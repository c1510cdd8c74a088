use tracing::info;

use crate::db::DbPool;
use crate::destination::{quote_identifier, Destination};
use crate::error::{IngestError, Result};
use crate::model::INDEXED_COLUMNS;

/// `CREATE INDEX IF NOT EXISTS` statements for the lookup columns of the sales table.
pub fn index_statements(destination: &Destination) -> Vec<String> {
    INDEXED_COLUMNS
        .iter()
        .map(|(column, label)| {
            format!(
                "CREATE INDEX IF NOT EXISTS {} ON {} ({})",
                quote_identifier(&destination.index_name(label)),
                destination.qualified(),
                quote_identifier(column)
            )
        })
        .collect()
}

/// Creates the secondary indexes that downstream models filter on. Safe to rerun.
pub async fn create_indexes(pool: &DbPool, destination: &Destination) -> Result<usize> {
    let statements = index_statements(destination);
    let mut tx = pool
        .begin()
        .await
        .map_err(|source| IngestError::IndexFailed { source })?;

    for sql in &statements {
        sqlx::query(sql)
            .execute(&mut *tx)
            .await
            .map_err(|source| IngestError::IndexFailed { source })?;
    }

    tx.commit()
        .await
        .map_err(|source| IngestError::IndexFailed { source })?;

    info!(table = %destination, count = statements.len(), "Indexes ensured");
    Ok(statements.len())
}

• PROBLEM TO SOLVE:
All of the material above should be repeated exactly.

• ANSWER FOR THIS EXERCISE:
repository c1510cdd8c74a088
use tracing::info;

use crate::db::DbPool;
use crate::destination::{quote_identifier, Destination};
use crate::error::{IngestError, Result};
use crate::model::INDEXED_COLUMNS;

/// `CREATE INDEX IF NOT EXISTS` statements for the lookup columns of the sales table.
pub fn index_statements(destination: &Destination) -> Vec<String> {
    INDEXED_COLUMNS
        .iter()
        .map(|(column, label)| {
            format!(
                "CREATE INDEX IF NOT EXISTS {} ON {} ({})",
                quote_identifier(&destination.index_name(label)),
                destination.qualified(),
                quote_identifier(column)
            )
        })
        .collect()
}

/// Creates the secondary indexes that downstream models filter on. Safe to rerun.
pub async fn create_indexes(pool: &DbPool, destination: &Destination) -> Result<usize> {
    let statements = index_statements(destination);
    let mut tx = pool
        .begin()
        .await
        .map_err(|source| IngestError::IndexFailed { source })?;

    for sql in &statements {
        sqlx::query(sql)
            .execute(&mut *tx)
            .await
            .map_err(|source| IngestError::IndexFailed { source })?;
    }

    tx.commit()
        .await
        .map_err(|source| IngestError::IndexFailed { source })?;

    info!(table = %destination, count = statements.len(), "Indexes ensured");
    Ok(statements.len())
}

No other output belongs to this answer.